How Sister Marlene found and recognized her calling through her work to eradicate human trafficking
We often hear people talk about finding their calling and how they know with certainty what God is calling them to do. That can be intimidating, especially if you’re thinking, “How do I know what God is calling me to do, or did I get a call and miss it?”
Sister Marlene Weisenbeck, a member of the Franciscan Sisters of Perpetual Adoration (FSPA) in La Crosse, is no stranger to listening for God’s call, but said anytime she has received one, she didn’t over-analyze it — she just went for it. “I hear people saying, ‘I want the sign,’ and people considering the religious life, for example, will pray that they receive a sign, but I always say, ‘Pray that you receive a call.’ That’s the sign,” she said. “Is anyone asking you to do anything? Do you have the guts to give it a try? Most of the time, I didn’t know it was God calling. You just have to be able to say … ‘I think I can do this.’”
Sister Marlene said, at least in her case, answering a call requires a bit of an adventurous spirit, a little courage and a willingness to take some risks. Throughout her life, she has been called in numerous directions, from working as a music educator in diocesan schools and at Viterbo University to being trained as a canon lawyer for the Diocese of La Crosse. She’s taken on leadership roles for FSPA, as well as for the Leadership Conference of Women Religious. However, her most recent call came in the form of a literal call …from the White House.
“On just a regular day back in 2012, I received a call from the White House. I was asked if I was willing to be on President Obama’s Advisory Council for Faith-based and Neighborhood Partnerships. It was a big surprise because I thought,’Why me?’” she said. “We were just asked if we were willing to be involved. I and about 13-14 other leaders from other major religious organizations across the country went to Washington and were in this room when they came in and told us we were to study modern slavery and make recommendations to the president. All of us looked down, because most of us knew very little about modern slavery and human trafficking.”
Sister Marlene said she never dreamed that she would be involved in human trafficking work in any form, but through her willingness to be open and to accept the training and immerse herself in learning from victims of human trafficking, she knew she had found another passion for her life. Once she accepted her new path, she found every opportunity to share it, especially within our diocese.
“After my time on the council and meeting survivors and going through the training, I came back to La Crosse and my community,” she said. “Once there was an interest, we got to work. In 2013, we got the task force going and our mission would be to raise awareness about human trafficking. People still don’t think it happens here in La Crosse, but it does. Since then, we decided to concentrate on one major effort a year.”
She said the word is getting out about human trafficking, but she thinks people still need to develop better eyesight because the problem can be right in front of you and you don’t know what to look for.
“Traffickers prey on vulnerability. They say they will provide the person with a better life; give them food, clothing, protection and often promise love. But as soon as they give them these things, they’ll tell the victim, ‘Now you owe me something,’” she said. “There are signs of trafficking that people just don’t pay attention to and, by raising awareness and training law enforcement and social workers, we can start to make a difference.”

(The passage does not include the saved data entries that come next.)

/// Ranking Module
///
/// Client-side feed prioritization.
///
/// # Workflow
/// 1. Decode the backend payload into [`FeedItem`]s (`parse_feed`)
/// 2. Optionally narrow it with a [`ShowFilter`]
/// 3. Score every item against the viewer's [`ViewStateMap`] and sort
/// 4. Split into priority buckets or category sections for sectioned lists
pub mod category;
pub mod filter;
pub mod scorer;

pub use category::{group_by_category, group_by_category_at, CategorySection, FeedCategory};
pub use filter::should_show_post;
pub use scorer::{priority_bucket, PostScorer, ScoreBreakdown, ScoredPost};

use crate::models::{FeedItem, PriorityBuckets, ShowFilter, ViewStateMap};
use thiserror::Error;
use tracing::debug;

#[derive(Debug, Error)]
pub enum RankingError {
    #[error("Invalid feed payload: {0}")]
    InvalidPayload(#[from] serde_json::Error),
}

pub type Result<T> = std::result::Result<T, RankingError>;

/// Priority score of one item with the default weights.
pub fn calculate_post_score(item: &FeedItem, view_state: &ViewStateMap) -> f64 {
    PostScorer::new().score(item, view_state)
}

pub fn rank_posts(items: &[FeedItem], view_state: &ViewStateMap) -> Vec<FeedItem> {
    PostScorer::new().rank(items, view_state)
}

pub fn group_posts_by_priority(items: &[FeedItem], view_state: &ViewStateMap) -> PriorityBuckets {
    PostScorer::new().group_by_priority_at(items, view_state, chrono::Utc::now())
}

/// Applies `filter`, then ranks what is left.
pub fn filter_and_rank(
    items: &[FeedItem],
    view_state: &ViewStateMap,
    filter: &ShowFilter,
) -> Vec<FeedItem> {
    let visible: Vec<FeedItem> = items
        .iter()
        .filter(|item| should_show_post(item, filter))
        .cloned()
        .collect();

    debug!(
        input_count = items.len(),
        visible_count = visible.len(),
        "Feed filtered"
    );

    rank_posts(&visible, view_state)
}

/// Decodes a JSON array of feed items.
///
/// Only structural problems fail; bad timestamps, unknown kinds and missing
/// fields inside an item degrade to defaults.
pub fn parse_feed(payload: &str) -> Result<Vec<FeedItem>> {
    let items: Vec<FeedItem> = serde_json::from_str(payload)?;
    debug!(item_count = items.len(), "Feed payload decoded");
    Ok(items)
}
use crate::models::{FeedItem, ShowFilter};

/// Every option that is set must hold; unset options always pass.
pub fn should_show_post(item: &FeedItem, filter: &ShowFilter) -> bool {
    if filter.only_unanswered && !item.is_unanswered_question() {
        return false;
    }

    match filter.post_type {
        Some(kind) => item.kind == kind,
        None => true,
    }
}

#[cfg(test)]
mod tests {
    use super::*;
    use crate::models::PostKind;
    use chrono::Utc;

    fn sample_items() -> Vec<FeedItem> {
        let now = Utc::now();
        let open = FeedItem::new("open", PostKind::Question, now);

        let mut replied = FeedItem::new("replied", PostKind::Question, now);
        replied.reply_count = 2;

        let mut solved = FeedItem::new("solved", PostKind::Question, now);
        solved.has_accepted_answer = true;

        let discussion = FeedItem::new("discussion", PostKind::Discussion, now);
        let announcement = FeedItem::new("announcement", PostKind::Announcement, now);

        vec![open, replied, solved, discussion, announcement]
    }

    #[test]
    fn test_empty_filter_shows_everything() {
        let filter = ShowFilter::default();
        assert!(sample_items().iter().all(|item| should_show_post(item, &filter)));
    }

    #[test]
    fn test_only_unanswered() {
        let filter = ShowFilter::only_unanswered();
        let shown: Vec<_> = sample_items()
            .into_iter()
            .filter(|item| should_show_post(item, &filter))
            .map(|item| item.id)
            .collect();

        assert_eq!(shown, vec!["open".to_string()]);
    }

    #[test]
    fn test_post_type() {
        let filter = ShowFilter::post_type(PostKind::Question);
        let shown = sample_items()
            .iter()
            .filter(|item| should_show_post(item, &filter))
            .count();
        assert_eq!(shown, 3);

        let filter = ShowFilter::post_type(PostKind::Announcement);
        for item in sample_items() {
            assert_eq!(
                should_show_post(&item, &filter),
                item.kind == PostKind::Announcement
            );
        }
    }

    #[test]
    fn test_options_combine_with_and() {
        let filter = ShowFilter {
            only_unanswered: true,
            post_type: Some(PostKind::Discussion),
        };
        assert!(!sample_items().iter().any(|item| should_show_post(item, &filter)));
    }

    #[test]
    fn test_filter_from_json() {
        let filter: ShowFilter = serde_json::from_str(r#"{"postType":"question"}"#).unwrap();
        assert_eq!(filter, ShowFilter::post_type(PostKind::Question));

        let filter: ShowFilter = serde_json::from_str("{}").unwrap();
        assert_eq!(filter, ShowFilter::default());
    }
}
use super::{AppLifecycle, AppState, FeedFetcher};
use crate::config::{PollingConfig, DEFAULT_UNHEALTHY_INTERVAL, MAX_POLL_INTERVAL};
use std::future::Future;
use std::sync::{Arc, Mutex, PoisonError, RwLock};
use std::time::Duration;
use tokio::runtime::Handle;
use tokio::sync::broadcast::{self, error::RecvError};
use tokio::task::JoinHandle;
use tokio::time::{interval_at, Instant, MissedTickBehavior};
use tracing::{debug, error, info, warn};

type SharedFetcher = Arc<RwLock<Arc<dyn FeedFetcher>>>;

#[derive(Debug, Clone, Copy, PartialEq, Eq)]
pub enum PollerState {
    /// Disabled or torn down
    Idle,
    /// Timer armed, app in the foreground
    Scheduled,
    /// Timer armed, app not in the foreground
    Suspended,
}

/// Owns a spawned task and aborts it when dropped.
struct TaskGuard(JoinHandle<()>);

impl Drop for TaskGuard {
    fn drop(&mut self) {
        self.0.abort();
    }
}

fn spawn_guarded<F>(task: F) -> Option<TaskGuard>
where
    F: Future<Output = ()> + Send + 'static,
{
    match Handle::try_current() {
        Ok(handle) => Some(TaskGuard(handle.spawn(task))),
        Err(e) => {
            error!(error = %e, "No Tokio runtime, poller stays idle");
            None
        }
    }
}

/// Adaptive feed poller.
///
/// Feed each render/update cycle's inputs to [`AdaptivePoller::update`]. A
/// change of health flag or intervals tears the timer down and arms a new
/// one, so no tick of the old period survives the switch. Dropping the poller
/// cancels everything.
///
/// # Example
/// ```no_run
/// # use std::sync::Arc;
/// # use feed_engine::{AdaptivePoller, AppStateChannel, PollingConfig};
/// # async fn run() {
/// let lifecycle = Arc::new(AppStateChannel::default());
/// let mut poller = AdaptivePoller::new(
///     Arc::new(|| async { /* refetch posts */ }),
///     lifecycle.clone(),
///     PollingConfig::default().with_realtime_healthy(false),
/// );
///
/// // realtime channel came back
/// poller.update(PollingConfig::default().with_realtime_healthy(true));
/// # }
/// ```
pub struct AdaptivePoller {
    config: PollingConfig,
    fetcher: SharedFetcher,
    lifecycle: Arc<dyn AppLifecycle>,
    last_foreground_fetch: Arc<Mutex<Instant>>,
    timer: Option<TaskGuard>,
    listener: Option<TaskGuard>,
}

impl AdaptivePoller {
    /// Must be called from within a Tokio runtime; without one the poller stays idle.
    pub fn new(
        fetcher: Arc<dyn FeedFetcher>,
        lifecycle: Arc<dyn AppLifecycle>,
        config: PollingConfig,
    ) -> Self {
        let mut poller = Self {
            config: config.clone().with_enabled(false),
            fetcher: Arc::new(RwLock::new(fetcher)),
            lifecycle,
            last_foreground_fetch: Arc::new(Mutex::new(Instant::now())),
            timer: None,
            listener: None,
        };
        poller.update(config);
        poller
    }

    /// Applies a fresh input snapshot.
    pub fn update(&mut self, config: PollingConfig) {
        if config.exceeds_max_interval() {
            warn!(
                healthy_ms = config.healthy_interval.as_millis() as u64,
                unhealthy_ms = config.unhealthy_interval.as_millis() as u64,
                cap_ms = MAX_POLL_INTERVAL.as_millis() as u64,
                "Polling interval too large, capping"
            );
        }
        let next = config.normalized();
        let prev = std::mem::replace(&mut self.config, next.clone());

        if !next.enabled {
            if self.timer.is_some() || self.listener.is_some() {
                info!("Adaptive polling disabled");
            }
            self.teardown();
            return;
        }

        let period_changed = prev.realtime_healthy != next.realtime_healthy
            || prev.healthy_interval != next.healthy_interval
            || prev.unhealthy_interval != next.unhealthy_interval;

        if !prev.enabled || period_changed || self.timer.is_none() {
            self.arm_timer();
        }

        let grace_changed = prev.background_grace != next.background_grace;
        if !prev.enabled || grace_changed || self.listener.is_none() {
            self.attach_listener();
        }
    }

    /// Replaces the fetch callback. The next tick or resume uses it.
    pub fn set_fetcher(&self, fetcher: Arc<dyn FeedFetcher>) {
        *self.fetcher.write().unwrap_or_else(PoisonError::into_inner) = fetcher;
    }

    pub fn config(&self) -> &PollingConfig {
        &self.config
    }

    pub fn state(&self) -> PollerState {
        if self.timer.is_none() {
            PollerState::Idle
        } else if self.lifecycle.current().is_active() {
            PollerState::Scheduled
        } else {
            PollerState::Suspended
        }
    }

    /// Cancels the timer and detaches the lifecycle listener.
    pub fn shutdown(&mut self) {
        self.config.enabled = false;
        self.teardown();
    }

    fn teardown(&mut self) {
        self.timer = None;
        self.listener = None;
    }

    fn arm_timer(&mut self) {
        // cancel the old period before the new one exists
        self.timer = None;

        let period = self.config.active_interval();
        let now = Instant::now();
        let start = now.checked_add(period).unwrap_or_else(|| {
            warn!("Polling deadline out of range, using default interval");
            now + DEFAULT_UNHEALTHY_INTERVAL
        });
        let fetcher = Arc::clone(&self.fetcher);

        info!(
            period_ms = period.as_millis() as u64,
            realtime_healthy = self.config.realtime_healthy,
            "Adaptive polling armed"
        );

        self.timer = spawn_guarded(run_timer(start, period, fetcher));
    }

    fn attach_listener(&mut self) {
        self.listener = None;

        let rx = self.lifecycle.subscribe();
        let initial = self.lifecycle.current();
        let grace = self.config.background_grace;
        let last_fetch = Arc::clone(&self.last_foreground_fetch);
        let fetcher = Arc::clone(&self.fetcher);

        self.listener = spawn_guarded(run_listener(rx, initial, grace, last_fetch, fetcher));
    }
}

async fn run_timer(start: Instant, period: Duration, fetcher: SharedFetcher) {
    let mut ticker = interval_at(start, period);
    ticker.set_missed_tick_behavior(MissedTickBehavior::Delay);

    loop {
        ticker.tick().await;
        debug!(period_ms = period.as_millis() as u64, "Polling tick");
        invoke(&fetcher);
    }
}

async fn run_listener(
    mut rx: broadcast::Receiver<AppState>,
    mut previous: AppState,
    grace: Duration,
    last_fetch: Arc<Mutex<Instant>>,
    fetcher: SharedFetcher,
) {
    loop {
        let state = match rx.recv().await {
            Ok(state) => state,
            Err(RecvError::Lagged(skipped)) => {
                warn!(skipped = skipped, "App state events dropped");
                continue;
            }
            Err(RecvError::Closed) => {
                debug!("App lifecycle source closed");
                break;
            }
        };

        if !previous.is_active() && state.is_active() {
            let now = Instant::now();
            let due = {
                let mut last = last_fetch.lock().unwrap_or_else(PoisonError::into_inner);
                let elapsed = now.duration_since(*last);
                if elapsed > grace {
                    *last = now;
                    true
                } else {
                    false
                }
            };

            if due {
                info!("Foreground resume past grace period, refreshing feed");
                invoke(&fetcher);
            } else {
                debug!("Foreground resume within grace period");
            }
        }

        previous = state;
    }
}

/// Fires the latest callback without waiting for it.
fn invoke(fetcher: &SharedFetcher) {
    let current = Arc::clone(&*fetcher.read().unwrap_or_else(PoisonError::into_inner));
    tokio::spawn(async move {
        current.fetch().await;
    });
}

She knows now, looking back, that the call she got from the White House was just the beginning of this powerful calling. For those who are still waiting for their “sign,” Sister Marlene knows from experience that, with the right combination of listening, belief and action, you will find God’s call coming in loud and clear.
“When you’re called and you follow the Gospel and you’re convinced of it, the most important thing is to consider the message and where the call is coming from. I didn’t know anything about human trafficking, but I was willing to be prepared for it and to try to do something I didn’t know much about,” she said. “After a while, you are more willing to relinquish some of your other passions and comforts for the bigger picture and the broader call. I do get a little impatient with people who say, ‘I’m not called there,’ because already they have closed themselves off to other possibilities. They are not listening or looking. Almost everything I have ever done in my life I was called to. Rarely did I seek out those opportunities. How did I find this passion? It found me.”